Returns 0 for syntax error, 1 for even, 2 for odd or 3 for ambiguous.
b=>s=>eval("for(m=i=0;!(q=i.toString(b))[s.length];)m|=!!q.match(s)<<i++%2")
Recursive version, 67 bytes
Same I/O format.
(b,i=0)=>g=s=>(q=i.toString(b))[s.length]||!!q.match(s)<<i++%2|g(s)
Commented
( b, // b = base
i = 0 // i = counter
) => //
g = s => // s = input string
( q = // set q to the representation of ...
i.toString(b) // ... i in base b
)[s.length] // stop if the n-th (0-indexed) character of q exists,
// where n is the length of s
// if it does, it must be "0" (truthy but zero'ish)

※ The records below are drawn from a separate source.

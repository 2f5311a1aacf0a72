//! Integration tests for the worship scheduler
//!
//! These tests drive the public facade against both store backends:
//! - Availability upserts and eligibility
//! - Roster upserts
//! - Week numbering
//! - Month views

mod common;

use common::{create_test_stores, seed_member, seed_team, ymd};
use hiel::models::{
    Assignment, Assignments, AttendanceRecord, AvailabilityStatus, EventType, Position,
    RosterStatus, YearMonth,
};
use hiel::scheduler::{service_week_number, Scheduler, SchedulerError};
use hiel::store::Collection;

fn names(members: &[hiel::store::Stored<hiel::models::Member>]) -> Vec<String> {
    members.iter().map(|m| m.name.clone()).collect()
}

// ============================================================================
// Availability
// ============================================================================

#[tokio::test]
async fn test_kim_available_then_unavailable() {
    for store in create_test_stores() {
        let kim = seed_member(&store, "Kim", &[Position::Drums]).await;
        let scheduler = Scheduler::new(store.clone());
        let sunday = ymd(2024, 6, 2);

        scheduler
            .set_availability(&kim.id, "Kim", sunday, EventType::SundayWorship, AvailabilityStatus::Available)
            .await
            .unwrap();
        let drummers = scheduler
            .get_available_members(sunday, Position::Drums)
            .await
            .unwrap();
        assert_eq!(names(&drummers), vec!["Kim"], "backend {}", store.backend_name());

        scheduler
            .set_availability(&kim.id, "Kim", sunday, EventType::SundayWorship, AvailabilityStatus::Unavailable)
            .await
            .unwrap();
        let drummers = scheduler
            .get_available_members(sunday, Position::Drums)
            .await
            .unwrap();
        assert!(drummers.is_empty(), "backend {}", store.backend_name());
    }
}

#[tokio::test]
async fn test_repeated_answer_keeps_one_record() {
    for store in create_test_stores() {
        let scheduler = Scheduler::new(store.clone());
        let sunday = ymd(2024, 6, 2);

        for _ in 0..2 {
            scheduler
                .set_availability("m1", "Kim", sunday, EventType::SundayWorship, AvailabilityStatus::Available)
                .await
                .unwrap();
        }

        let records = Collection::<AttendanceRecord>::new(store.clone())
            .filter(&serde_json::Map::new())
            .await
            .unwrap();
        assert_eq!(records.len(), 1);
        assert_eq!(records[0].status, AvailabilityStatus::Available);
    }
}

#[tokio::test]
async fn test_concurrent_answers_keep_one_record() {
    let store = hiel::store::create_memory_store();
    let scheduler = std::sync::Arc::new(Scheduler::new(store.clone()));
    let sunday = ymd(2024, 6, 9);

    let mut handles = Vec::new();
    for status in [AvailabilityStatus::Available, AvailabilityStatus::Unavailable] {
        let scheduler = scheduler.clone();
        handles.push(tokio::spawn(async move {
            scheduler
                .set_availability("m1", "Kim", sunday, EventType::SundayWorship, status)
                .await
        }));
    }
    for handle in handles {
        handle.await.unwrap().unwrap();
    }

    let records = Collection::<AttendanceRecord>::new(store)
        .filter(&serde_json::Map::new())
        .await
        .unwrap();
    assert_eq!(records.len(), 1);
}

#[tokio::test]
async fn test_event_types_are_independent() {
    let store = hiel::store::create_memory_store();
    let scheduler = Scheduler::new(store);
    let sunday = ymd(2024, 6, 2);

    scheduler
        .set_availability("m1", "Kim", ymd(2024, 6, 1), EventType::SaturdayPractice, AvailabilityStatus::Available)
        .await
        .unwrap();

    let status = scheduler
        .get_status("m1", sunday, EventType::SundayWorship)
        .await
        .unwrap();
    assert_eq!(status, AvailabilityStatus::Pending);
}

#[tokio::test]
async fn test_pending_is_not_an_answer() {
    let scheduler = Scheduler::new(hiel::store::create_memory_store());
    let result = scheduler
        .set_availability("m1", "Kim", ymd(2024, 6, 2), EventType::SundayWorship, AvailabilityStatus::Pending)
        .await;
    assert!(matches!(result, Err(SchedulerError::InvalidStatus { .. })));
}

#[tokio::test]
async fn test_eligibility_requires_position_and_available() {
    for store in create_test_stores() {
        let (kim, lee, park) = seed_team(&store).await;
        let scheduler = Scheduler::new(store.clone());
        let sunday = ymd(2024, 6, 16);

        for member in [&kim, &lee] {
            scheduler
                .set_availability(&member.id, &member.name, sunday, EventType::SundayWorship, AvailabilityStatus::Available)
                .await
                .unwrap();
        }
        // Park holds drums but never answered

        let drummers = scheduler
            .get_available_members(sunday, Position::Drums)
            .await
            .unwrap();
        assert_eq!(names(&drummers), vec!["Kim"]);
        assert!(!names(&drummers).contains(&park.name));

        let leaders = scheduler
            .get_available_members(sunday, Position::WorshipLeader)
            .await
            .unwrap();
        assert_eq!(names(&leaders), vec!["Lee"]);
    }
}

// ============================================================================
// Roster
// ============================================================================

#[tokio::test]
async fn test_roster_upsert_replaces_assignments() {
    for store in create_test_stores() {
        let scheduler = Scheduler::new(store.clone());
        let sunday = ymd(2024, 6, 2);

        let mut first = Assignments::new();
        first.insert(Position::Drums, Assignment::from("Kim"));
        first.insert(Position::BassGuitar, Assignment::from("Park"));
        let draft = scheduler
            .save_assignments(sunday, first, RosterStatus::Draft)
            .await
            .unwrap();

        let mut second = Assignments::new();
        second.insert(Position::Drums, Assignment::from("Lee"));
        let confirmed = scheduler
            .save_assignments(sunday, second, RosterStatus::Confirmed)
            .await
            .unwrap();

        assert_eq!(draft.id, confirmed.id);

        let roster = scheduler.get_roster(sunday).await.unwrap().unwrap();
        assert_eq!(roster.status, RosterStatus::Confirmed);
        assert_eq!(roster.assignments.len(), 1);
        assert_eq!(
            roster.assigned(Position::Drums),
            Some(&Assignment::from("Lee"))
        );
        assert!(roster.assigned(Position::BassGuitar).is_none());
    }
}

#[tokio::test]
async fn test_roster_accepts_unavailable_member() {
    let store = hiel::store::create_memory_store();
    let kim = seed_member(&store, "Kim", &[Position::Drums]).await;
    let scheduler = Scheduler::new(store);
    let sunday = ymd(2024, 6, 2);

    scheduler
        .set_availability(&kim.id, "Kim", sunday, EventType::SundayWorship, AvailabilityStatus::Unavailable)
        .await
        .unwrap();

    let mut assignments = Assignments::new();
    assignments.insert(Position::Drums, Assignment::from("Kim"));
    let saved = scheduler
        .save_assignments(sunday, assignments, RosterStatus::Confirmed)
        .await
        .unwrap();
    assert!(saved.is_confirmed());
}

#[tokio::test]
async fn test_missing_roster_is_none() {
    let scheduler = Scheduler::new(hiel::store::create_memory_store());
    assert!(scheduler.get_roster(ymd(2024, 6, 2)).await.unwrap().is_none());
}

// ============================================================================
// Week numbering
// ============================================================================

#[test]
fn test_saturday_shares_sunday_week() {
    assert_eq!(
        service_week_number(ymd(2024, 6, 1)),
        service_week_number(ymd(2024, 6, 2))
    );
}

#[test]
fn test_first_sunday_is_week_one_when_month_starts_on_sunday() {
    assert_eq!(service_week_number(ymd(2024, 9, 1)), 1);
    assert_eq!(service_week_number(ymd(2024, 12, 1)), 1);
}

// ============================================================================
// Month view
// ============================================================================

#[tokio::test]
async fn test_month_view_counts_and_flags() {
    for store in create_test_stores() {
        let (kim, lee, _park) = seed_team(&store).await;
        let scheduler = Scheduler::new(store.clone());
        let june = YearMonth::new(2024, 6).unwrap();
        let sunday = ymd(2024, 6, 2);

        scheduler
            .set_availability(&kim.id, "Kim", sunday, EventType::SundayWorship, AvailabilityStatus::Available)
            .await
            .unwrap();
        scheduler
            .set_availability(&lee.id, "Lee", sunday, EventType::SundayWorship, AvailabilityStatus::Unavailable)
            .await
            .unwrap();

        let view = scheduler.open_month(june).await.unwrap();
        assert_eq!(view.member_count, 3);
        assert_eq!(view.sundays.len(), 5);
        assert_eq!(view.saturdays.len(), 5);

        let day = view.sunday(sunday).unwrap();
        assert_eq!(day.responses.available, 1);
        assert_eq!(day.responses.unavailable, 1);
        assert_eq!(day.responses.pending, 1);
        assert!(day.roster_status.is_none());

        let drums = day.slot(Position::Drums).unwrap();
        assert_eq!(drums.available_members, vec!["Kim".to_string()]);
        assert!(!drums.no_eligible_members);
        assert!(day.slot(Position::WorshipLeader).unwrap().no_eligible_members);
    }
}

#[tokio::test]
async fn test_switch_month_moves_window() {
    let scheduler = Scheduler::new(hiel::store::create_memory_store());

    assert!(matches!(
        scheduler.switch_month(1).await,
        Err(SchedulerError::NoMonthOpen)
    ));

    scheduler
        .open_month(YearMonth::new(2024, 12).unwrap())
        .await
        .unwrap();
    let view = scheduler.switch_month(1).await.unwrap();
    assert_eq!(view.year_month, YearMonth::new(2025, 1).unwrap());
    assert_eq!(
        scheduler.current_month().await,
        Some(YearMonth::new(2025, 1).unwrap())
    );
}

#[tokio::test]
async fn test_null_slot_in_stored_roster_is_unfilled() {
    for store in create_test_stores() {
        let raw = serde_json::json!({
            "date": "2024-06-09",
            "assignments": { "드럼": null, "인도자": "Lee" },
            "status": "confirmed"
        });
        store
            .create("service_schedules", raw.as_object().unwrap().clone())
            .await
            .unwrap();

        let scheduler = Scheduler::new(store.clone());
        let view = scheduler
            .open_month(YearMonth::new(2024, 6).unwrap())
            .await
            .unwrap();
        let sunday = view.sunday(ymd(2024, 6, 9)).unwrap();
        assert!(sunday.slot(Position::Drums).unwrap().assigned.is_none());
        assert_eq!(
            sunday.slot(Position::WorshipLeader).unwrap().assigned,
            Some(Assignment::from("Lee"))
        );
        assert_eq!(sunday.roster_status, Some(RosterStatus::Confirmed));
    }
}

// and will have no incidence on the final result
|| // otherwise,
!!q.match(s) // if q matches s (interpreted as a regular expression),
<< i++ % 2 // set either bit #0 or bit #1 depending on the parity
| // of i; increment i afterwards
g(s) // do a bitwise OR with the result of a recursive call
Python 3.8 (pre-release), 119 109 bytes
-10 bytes: if'0'>n[-1]or(b%2 and'/'in n)else → if'/'in n[-(~b%2):]else.
lambda b,n:''if max(i<'0'or int(i,36)for i in n)>=b else[]if'/'in n[-(~b%2):]else int(n.replace('/','0'),b)%2
Takes input like print(f(10, '//////502')), where / is the unknown character.
Returns '' if the string is invalid, [] if the parity is ambiguous, 0 for even, and 1 for odd.